Start of INPUT
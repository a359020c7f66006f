//! Pairwise ball contact: equal-mass impulse exchange along the contact normal.
//!
//! Pairs are swept in index order, (0,1), (0,2), ..., (1,2), ..., after every
//! ball has moved, and each overlapping pair is corrected on the spot. A ball touching two others
//! is therefore nudged by the first pair before the second is tested, which
//! makes tight clusters jitter slightly depending on ball order.

use glam::Vec2;

use crate::ball::Ball;

/// What happened at one resolved contact.
#[derive(Debug, Clone, Copy, PartialEq)]
pub struct Contact {
    /// Unit vector from the second ball's center toward the first's.
    pub normal: Vec2,
    /// Relative velocity along `normal` before the exchange.
    pub closing_speed: f32,
    /// Penetration depth that was removed.
    pub overlap: f32,
}

/// A contact between balls `a` and `b` (indices into the ball slice).
#[derive(Debug, Clone, Copy, PartialEq)]
pub struct Collision {
    pub a: usize,
    pub b: usize,
    pub contact: Contact,
}

/// Resolve one pair if the balls overlap.
///
/// The normal component of the relative velocity is moved from one ball to
/// the other (all balls weigh the same), then both are pushed apart by half
/// the overlap each. Potted balls never collide. Balls with coincident
/// centers have no contact normal and are left alone.
pub fn resolve_pair(a: &mut Ball, b: &mut Ball, radius: f32) -> Option<Contact> {
    if a.potted || b.potted {
        return None;
    }

    let delta = a.pos - b.pos;
    let dist = delta.length();
    let min_dist = radius * 2.0;
    if dist >= min_dist {
        return None;
    }
    if dist <= f32::EPSILON {
        log::debug!("coincident balls at {:?}; skipping contact", a.pos);
        return None;
    }

    let normal = delta / dist;
    let closing_speed = (a.vel - b.vel).dot(normal);
    a.vel -= normal * closing_speed;
    b.vel += normal * closing_speed;

    let overlap = min_dist - dist;
    let push = normal * (overlap * 0.5);
    a.pos += push;
    b.pos -= push;

    Some(Contact { normal, closing_speed, overlap })
}

/// Sweep every unordered pair once, in index order.
pub fn resolve_all(balls: &mut [Ball], radius: f32) -> Vec<Collision> {
    let mut collisions = Vec::new();
    for i in 0..balls.len() {
        let (head, tail) = balls.split_at_mut(i + 1);
        let first = &mut head[i];
        for (offset, second) in tail.iter_mut().enumerate() {
            if let Some(contact) = resolve_pair(first, second, radius) {
                collisions.push(Collision { a: i, b: i + 1 + offset, contact });
            }
        }
    }
    collisions
}

#[cfg(test)]
mod tests {
    use super::*;
    use crate::config::BallColor;

    const R: f32 = 10.0;

    fn ball(x: f32, y: f32, vx: f32, vy: f32) -> Ball {
        Ball { vel: Vec2::new(vx, vy), ..Ball::new(Vec2::new(x, y), BallColor::Red) }
    }

    #[test]
    fn head_on_hit_swaps_velocities() {
        let mut a = ball(100.0, 100.0, 3.0, 0.0);
        let mut b = ball(118.0, 100.0, 0.0, 0.0);
        let contact = resolve_pair(&mut a, &mut b, R).unwrap();

        assert_eq!(contact.normal, Vec2::new(-1.0, 0.0));
        assert_eq!(contact.closing_speed, -3.0);
        assert_eq!(a.vel, Vec2::ZERO);
        assert_eq!(b.vel, Vec2::new(3.0, 0.0));
    }

    #[test]
    fn overlap_is_split_evenly() {
        let mut a = ball(100.0, 100.0, 0.0, 0.0);
        let mut b = ball(116.0, 100.0, 0.0, 0.0);
        let contact = resolve_pair(&mut a, &mut b, R).unwrap();
        assert_eq!(contact.overlap, 4.0);
        assert_eq!(a.pos, Vec2::new(98.0, 100.0));
        assert_eq!(b.pos, Vec2::new(118.0, 100.0));
        assert_eq!(a.pos.distance(b.pos), 2.0 * R);
    }

    #[test]
    fn tangential_velocity_is_kept() {
        let mut a = ball(100.0, 100.0, 2.0, 5.0);
        let mut b = ball(115.0, 100.0, 0.0, 0.0);
        resolve_pair(&mut a, &mut b, R).unwrap();
        assert_eq!(a.vel.y, 5.0);
        assert_eq!(b.vel.y, 0.0);
    }

    #[test]
    fn touching_exactly_is_not_a_collision() {
        let mut a = ball(100.0, 100.0, 1.0, 0.0);
        let mut b = ball(120.0, 100.0, 0.0, 0.0);
        assert!(resolve_pair(&mut a, &mut b, R).is_none());
        assert_eq!(a.vel, Vec2::new(1.0, 0.0));
    }

    #[test]
    fn coincident_centers_do_not_produce_nan() {
        let mut a = ball(200.0, 200.0, 1.0, 1.0);
        let mut b = ball(200.0, 200.0, -1.0, 0.0);
        assert!(resolve_pair(&mut a, &mut b, R).is_none());
        assert!(a.vel.is_finite() && b.vel.is_finite());
        assert_eq!(a.pos, b.pos);
    }

    #[test]
    fn potted_balls_are_ignored() {
        let mut a = ball(100.0, 100.0, 3.0, 0.0);
        let mut b = Ball { potted: true, ..ball(105.0, 100.0, 0.0, 0.0) };
        assert!(resolve_pair(&mut a, &mut b, R).is_none());
    }

    #[test]
    fn resolve_all_reports_pairs_in_sweep_order() {
        let mut balls = vec![
            ball(100.0, 100.0, 0.0, 0.0),
            ball(300.0, 300.0, 0.0, 0.0),
            ball(115.0, 100.0, 0.0, 0.0),
            ball(315.0, 300.0, 0.0, 0.0),
        ];
        let hits = resolve_all(&mut balls, R);
        let pairs: Vec<_> = hits.iter().map(|c| (c.a, c.b)).collect();
        assert_eq!(pairs, vec![(0, 2), (1, 3)]);
    }

    #[test]
    fn cluster_resolution_depends_on_order() {
        // Middle ball overlaps both neighbours; fixing the first pair shoves it
        // deeper into the second.
        let mut balls = vec![
            ball(100.0, 100.0, 0.0, 0.0),
            ball(118.0, 100.0, 0.0, 0.0),
            ball(136.0, 100.0, 0.0, 0.0),
        ];
        let hits = resolve_all(&mut balls, R);
        assert_eq!(hits.len(), 2);
        assert_eq!(hits[0].contact.overlap, 2.0);
        assert_eq!(hits[1].contact.overlap, 3.0);
    }
}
End of INPUT
• WHAT TO WORK ON:
Could you output every entry from the listing above without altering a word?

• COMPLETED EXERCISE:
repository a359020c7f66006f
//! Pairwise ball contact: equal-mass impulse exchange along the contact normal.
//!
//! Pairs are swept in index order, (0,1), (0,2), ..., (1,2), ..., after every
//! ball has moved, and each overlapping pair is corrected on the spot. A ball touching two others
//! is therefore nudged by the first pair before the second is tested, which
//! makes tight clusters jitter slightly depending on ball order.

use glam::Vec2;

use crate::ball::Ball;

/// What happened at one resolved contact.
#[derive(Debug, Clone, Copy, PartialEq)]
pub struct Contact {
    /// Unit vector from the second ball's center toward the first's.
    pub normal: Vec2,
    /// Relative velocity along `normal` before the exchange.
    pub closing_speed: f32,
    /// Penetration depth that was removed.
    pub overlap: f32,
}

/// A contact between balls `a` and `b` (indices into the ball slice).
#[derive(Debug, Clone, Copy, PartialEq)]
pub struct Collision {
    pub a: usize,
    pub b: usize,
    pub contact: Contact,
}

/// Resolve one pair if the balls overlap.
///
/// The normal component of the relative velocity is moved from one ball to
/// the other (all balls weigh the same), then both are pushed apart by half
/// the overlap each. Potted balls never collide. Balls with coincident
/// centers have no contact normal and are left alone.
pub fn resolve_pair(a: &mut Ball, b: &mut Ball, radius: f32) -> Option<Contact> {
    if a.potted || b.potted {
        return None;
    }

    let delta = a.pos - b.pos;
    let dist = delta.length();
    let min_dist = radius * 2.0;
    if dist >= min_dist {
        return None;
    }
    if dist <= f32::EPSILON {
        log::debug!("coincident balls at {:?}; skipping contact", a.pos);
        return None;
    }

    let normal = delta / dist;
    let closing_speed = (a.vel - b.vel).dot(normal);
    a.vel -= normal * closing_speed;
    b.vel += normal * closing_speed;

    let overlap = min_dist - dist;
    let push = normal * (overlap * 0.5);
    a.pos += push;
    b.pos -= push;

    Some(Contact { normal, closing_speed, overlap })
}

/// Sweep every unordered pair once, in index order.
pub fn resolve_all(balls: &mut [Ball], radius: f32) -> Vec<Collision> {
    let mut collisions = Vec::new();
    for i in 0..balls.len() {
        let (head, tail) = balls.split_at_mut(i + 1);
        let first = &mut head[i];
        for (offset, second) in tail.iter_mut().enumerate() {
            if let Some(contact) = resolve_pair(first, second, radius) {
                collisions.push(Collision { a: i, b: i + 1 + offset, contact });
            }
        }
    }
    collisions
}

#[cfg(test)]
mod tests {
    use super::*;
    use crate::config::BallColor;

    const R: f32 = 10.0;

    fn ball(x: f32, y: f32, vx: f32, vy: f32) -> Ball {
        Ball { vel: Vec2::new(vx, vy), ..Ball::new(Vec2::new(x, y), BallColor::Red) }
    }

    #[test]
    fn head_on_hit_swaps_velocities() {
        let mut a = ball(100.0, 100.0, 3.0, 0.0);
        let mut b = ball(118.0, 100.0, 0.0, 0.0);
        let contact = resolve_pair(&mut a, &mut b, R).unwrap();

        assert_eq!(contact.normal, Vec2::new(-1.0, 0.0));
        assert_eq!(contact.closing_speed, -3.0);
        assert_eq!(a.vel, Vec2::ZERO);
        assert_eq!(b.vel, Vec2::new(3.0, 0.0));
    }

    #[test]
    fn overlap_is_split_evenly() {
        let mut a = ball(100.0, 100.0, 0.0, 0.0);
        let mut b = ball(116.0, 100.0, 0.0, 0.0);
        let contact = resolve_pair(&mut a, &mut b, R).unwrap();
        assert_eq!(contact.overlap, 4.0);
        assert_eq!(a.pos, Vec2::new(98.0, 100.0));
        assert_eq!(b.pos, Vec2::new(118.0, 100.0));
        assert_eq!(a.pos.distance(b.pos), 2.0 * R);
    }

    #[test]
    fn tangential_velocity_is_kept() {
        let mut a = ball(100.0, 100.0, 2.0, 5.0);
        let mut b = ball(115.0, 100.0, 0.0, 0.0);
        resolve_pair(&mut a, &mut b, R).unwrap();
        assert_eq!(a.vel.y, 5.0);
        assert_eq!(b.vel.y, 0.0);
    }

    #[test]
    fn touching_exactly_is_not_a_collision() {
        let mut a = ball(100.0, 100.0, 1.0, 0.0);
        let mut b = ball(120.0, 100.0, 0.0, 0.0);
        assert!(resolve_pair(&mut a, &mut b, R).is_none());
        assert_eq!(a.vel, Vec2::new(1.0, 0.0));
    }

    #[test]
    fn coincident_centers_do_not_produce_nan() {
        let mut a = ball(200.0, 200.0, 1.0, 1.0);
        let mut b = ball(200.0, 200.0, -1.0, 0.0);
        assert!(resolve_pair(&mut a, &mut b, R).is_none());
        assert!(a.vel.is_finite() && b.vel.is_finite());
        assert_eq!(a.pos, b.pos);
    }

    #[test]
    fn potted_balls_are_ignored() {
        let mut a = ball(100.0, 100.0, 3.0, 0.0);
        let mut b = Ball { potted: true, ..ball(105.0, 100.0, 0.0, 0.0) };
        assert!(resolve_pair(&mut a, &mut b, R).is_none());
    }

    #[test]
    fn resolve_all_reports_pairs_in_sweep_order() {
        let mut balls = vec![
            ball(100.0, 100.0, 0.0, 0.0),
            ball(300.0, 300.0, 0.0, 0.0),
            ball(115.0, 100.0, 0.0, 0.0),
            ball(315.0, 300.0, 0.0, 0.0),
        ];
        let hits = resolve_all(&mut balls, R);
        let pairs: Vec<_> = hits.iter().map(|c| (c.a, c.b)).collect();
        assert_eq!(pairs, vec![(0, 2), (1, 3)]);
    }

    #[test]
    fn cluster_resolution_depends_on_order() {
        // Middle ball overlaps both neighbours; fixing the first pair shoves it
        // deeper into the second.
        let mut balls = vec![
            ball(100.0, 100.0, 0.0, 0.0),
            ball(118.0, 100.0, 0.0, 0.0),
            ball(136.0, 100.0, 0.0, 0.0),
        ];
        let hits = resolve_all(&mut balls, R);
        assert_eq!(hits.len(), 2);
        assert_eq!(hits[0].contact.overlap, 2.0);
        assert_eq!(hits[1].contact.overlap, 3.0);
    }
}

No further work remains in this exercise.